What good are old glass plate images of the sky? Many other recent studies have turned to the record documenting the sky back over a century ago. When astronomers noticed an anomalous dimming seen in Tabby’s Star KIC 8462852, they checked out old glass plates of an equivalent region to point out that the strange star is really fading over longer time scales. Another study checked out the nearby white dwarf star named Van Maanen’s Star and demonstrated that astronomers had potentially documented evidence for exoplanets waaaay back in 1917… had they known to seem for it.

In addition to watching the variability of stars over long periods of your time, old plates open up the likelihood of watching stellar astrometry or the position and movement of stars via proper motion over a century-plus long baseline. The team used measurements from the European Space Agency’s Gaia mission for comparison within the study to demonstrate this very technique.
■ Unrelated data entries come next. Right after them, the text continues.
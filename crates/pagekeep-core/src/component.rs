// Component tree
//
// Components live in an arena owned by the page. Children are owned through
// the ordered `children` list of their parent; the `parent` field is only a
// back-link and is never followed by traversal.

use std::collections::BTreeMap;
use std::fmt;

use serde::{Deserialize, Serialize};

use pagekeep_error::{TreeError, TreeResult};

use crate::model::{Model, ModelValue};
use crate::visit::{self, Traversable};

/// Separator between component ids in a component path
pub const PATH_SEPARATOR: char = ':';

/// Page-unique handle of a component
#[derive(Debug, Clone, Copy, PartialEq, Eq, PartialOrd, Ord, Hash, Serialize, Deserialize)]
pub struct ComponentId(pub u64);

impl fmt::Display for ComponentId {
    fn fmt(&self, f: &mut fmt::Formatter<'_>) -> fmt::Result {
        write!(f, "c{}", self.0)
    }
}

/// A node of the component tree
#[derive(Debug, Clone, Serialize, Deserialize)]
pub struct Component {
    id: String,
    parent: Option<ComponentId>,
    children: Vec<ComponentId>,
    model: Option<Model>,
    visible: bool,
    enabled: bool,
    state: BTreeMap<String, ModelValue>,
    #[serde(skip)]
    transient: BTreeMap<String, ModelValue>,
}

impl Component {
    fn new(id: impl Into<String>, parent: Option<ComponentId>) -> Self {
        Self {
            id: id.into(),
            parent,
            children: Vec::new(),
            model: None,
            visible: true,
            enabled: true,
            state: BTreeMap::new(),
            transient: BTreeMap::new(),
        }
    }

    /// Id of this component, unique among its siblings
    pub fn id(&self) -> &str {
        &self.id
    }

    pub fn parent(&self) -> Option<ComponentId> {
        self.parent
    }

    /// Children in rendering order
    pub fn children(&self) -> &[ComponentId] {
        &self.children
    }

    pub fn model(&self) -> Option<&Model> {
        self.model.as_ref()
    }

    pub(crate) fn model_mut(&mut self) -> Option<&mut Model> {
        self.model.as_mut()
    }

    pub(crate) fn replace_model(&mut self, model: Option<Model>) -> Option<Model> {
        std::mem::replace(&mut self.model, model)
    }

    pub fn is_visible(&self) -> bool {
        self.visible
    }

    pub(crate) fn set_visible(&mut self, visible: bool) {
        self.visible = visible;
    }

    pub fn is_enabled(&self) -> bool {
        self.enabled
    }

    pub(crate) fn set_enabled(&mut self, enabled: bool) {
        self.enabled = enabled;
    }

    /// Keyed component state that takes part in versioning
    pub fn state(&self, key: &str) -> Option<&ModelValue> {
        self.state.get(key)
    }

    pub fn state_entries(&self) -> &BTreeMap<String, ModelValue> {
        &self.state
    }

    pub(crate) fn replace_state(&mut self, key: &str, value: Option<ModelValue>) -> Option<ModelValue> {
        match value {
            Some(value) => self.state.insert(key.to_string(), value),
            None => self.state.remove(key),
        }
    }

    /// Request-scoped attribute, dropped on detach and never serialized
    pub fn transient(&self, key: &str) -> Option<&ModelValue> {
        self.transient.get(key)
    }

    pub(crate) fn set_transient(&mut self, key: &str, value: ModelValue) {
        self.transient.insert(key.to_string(), value);
    }

    /// Whether this component currently holds request-scoped data
    pub fn is_attached(&self) -> bool {
        !self.transient.is_empty() || self.model.as_ref().map_or(false, Model::is_attached)
    }

    /// Drop request-scoped data
    pub fn detach(&mut self) {
        self.transient.clear();
        if let Some(model) = self.model.as_mut() {
            model.detach();
        }
    }
}

/// Components cut out of a tree, kept with their original ids so they can be put back
#[derive(Debug, Clone, Serialize, Deserialize)]
pub struct Subtree {
    root: ComponentId,
    nodes: Vec<(ComponentId, Component)>,
}

impl Subtree {
    pub fn root(&self) -> ComponentId {
        self.root
    }

    pub fn len(&self) -> usize {
        self.nodes.len()
    }

    pub fn is_empty(&self) -> bool {
        self.nodes.is_empty()
    }

    /// Ids of every cut component, subtree root first
    pub fn ids(&self) -> impl Iterator<Item = ComponentId> + '_ {
        self.nodes.iter().map(|(id, _)| *id)
    }
}

/// Arena holding every component attached to a page
#[derive(Debug, Clone, Serialize, Deserialize)]
pub struct ComponentTree {
    root: ComponentId,
    next_id: u64,
    components: BTreeMap<ComponentId, Component>,
}

impl ComponentTree {
    /// Create a tree holding only a root component
    pub fn new(root_id: impl Into<String>) -> Self {
        let root = ComponentId(0);
        let mut components = BTreeMap::new();
        components.insert(root, Component::new(root_id, None));
        Self { root, next_id: 1, components }
    }

    pub fn root(&self) -> ComponentId {
        self.root
    }

    pub fn get(&self, component: ComponentId) -> Option<&Component> {
        self.components.get(&component)
    }

    pub(crate) fn get_mut(&mut self, component: ComponentId) -> TreeResult<&mut Component> {
        self.components
            .get_mut(&component)
            .ok_or(TreeError::ComponentNotFound(component.0))
    }

    pub fn contains(&self, component: ComponentId) -> bool {
        self.components.contains_key(&component)
    }

    /// Number of attached components, root included
    pub fn len(&self) -> usize {
        self.components.len()
    }

    pub fn is_empty(&self) -> bool {
        self.components.is_empty()
    }

    /// Child of `parent` whose id is `id`
    pub fn child_by_id(&self, parent: ComponentId, id: &str) -> Option<ComponentId> {
        self.children(parent)
            .iter()
            .copied()
            .find(|child| self.get(*child).map_or(false, |c| c.id == id))
    }

    /// Append a new child with the given sibling-unique id
    pub(crate) fn insert_child(&mut self, parent: ComponentId, id: &str, model: Option<Model>) -> TreeResult<ComponentId> {
        if !self.contains(parent) {
            return Err(TreeError::ComponentNotFound(parent.0));
        }
        if self.child_by_id(parent, id).is_some() {
            return Err(TreeError::DuplicateChild { parent: parent.0, id: id.to_string() });
        }

        let child = ComponentId(self.next_id);
        self.next_id += 1;

        let mut component = Component::new(id, Some(parent));
        component.model = model;
        self.components.insert(child, component);
        self.get_mut(parent)?.children.push(child);
        Ok(child)
    }

    /// Cut `component` and its descendants out of the tree.
    ///
    /// Returns the former parent and the position among its siblings.
    pub(crate) fn detach_subtree(&mut self, component: ComponentId) -> TreeResult<(ComponentId, usize, Subtree)> {
        if component == self.root {
            return Err(TreeError::RootNotRemovable);
        }
        let parent = self
            .get(component)
            .ok_or(TreeError::ComponentNotFound(component.0))?
            .parent
            .ok_or(TreeError::ComponentNotFound(component.0))?;

        let mut ids = Vec::new();
        visit::visit::<_, (), _>(&*self, component, |node, _visit| ids.push(node));

        let siblings = &mut self.get_mut(parent)?.children;
        let index = siblings
            .iter()
            .position(|sibling| *sibling == component)
            .ok_or(TreeError::ComponentNotFound(component.0))?;
        siblings.remove(index);

        let nodes = ids
            .into_iter()
            .filter_map(|id| self.components.remove(&id).map(|node| (id, node)))
            .collect();
        Ok((parent, index, Subtree { root: component, nodes }))
    }

    /// Put a previously detached subtree back at `index` under `parent`
    pub(crate) fn restore_subtree(&mut self, parent: ComponentId, index: usize, subtree: Subtree) -> TreeResult<()> {
        let root = subtree.root;
        {
            let siblings = &mut self.get_mut(parent)?.children;
            let index = index.min(siblings.len());
            siblings.insert(index, root);
        }
        for (id, mut node) in subtree.nodes {
            if id == root {
                node.parent = Some(parent);
            }
            self.next_id = self.next_id.max(id.0 + 1);
            self.components.insert(id, node);
        }
        Ok(())
    }

    /// Id path from the root, e.g. `form:name`. The root itself has the empty path.
    pub fn path(&self, component: ComponentId) -> Option<String> {
        let node = self.get(component)?;
        if component == self.root {
            return Some(String::new());
        }
        let mut segments = vec![node.id.as_str()];
        visit::visit_parents::<_, (), _>(self, component, |ancestor, _visit| {
            if ancestor != self.root {
                if let Some(parent) = self.get(ancestor) {
                    segments.push(parent.id.as_str());
                }
            }
        });
        segments.reverse();
        Some(segments.join(&PATH_SEPARATOR.to_string()))
    }

    /// Resolve a component path by walking children in order
    pub fn resolve(&self, path: &str) -> Option<ComponentId> {
        if path.is_empty() {
            return Some(self.root);
        }
        path.split(PATH_SEPARATOR)
            .try_fold(self.root, |current, segment| self.child_by_id(current, segment))
    }

    /// Every attached component id, in id order
    pub fn ids(&self) -> impl Iterator<Item = ComponentId> + '_ {
        self.components.keys().copied()
    }
}

impl Traversable for ComponentTree {
    type Node = ComponentId;

    fn children(&self, node: ComponentId) -> &[ComponentId] {
        self.components.get(&node).map(|c| c.children.as_slice()).unwrap_or(&[])
    }

    fn parent(&self, node: ComponentId) -> Option<ComponentId> {
        self.components.get(&node).and_then(|c| c.parent)
    }
}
Gaia released its DR2 (Data Release 2) catalog with over 1.6 billion stellar position measurements in 2018, and only recently went public with EDR3 (Early Data Release 3) on December 3, 2020, with the complete release set for late 2021.

In the end, the team and therefore the study demonstrated a low-cost but effective technique to simply scan astronomical glass plates for research level quality, using off-the-shelf commercially available equipment. The team also has long-term plans to form Yerkes plate scans and logbooks available online to the general public via the University of Chicago Library website.

It’s definitely well worth the effort to preserve those glass plate images of yore. Who knows what other astronomical discoveries are waiting to ascertain the sunshine of day.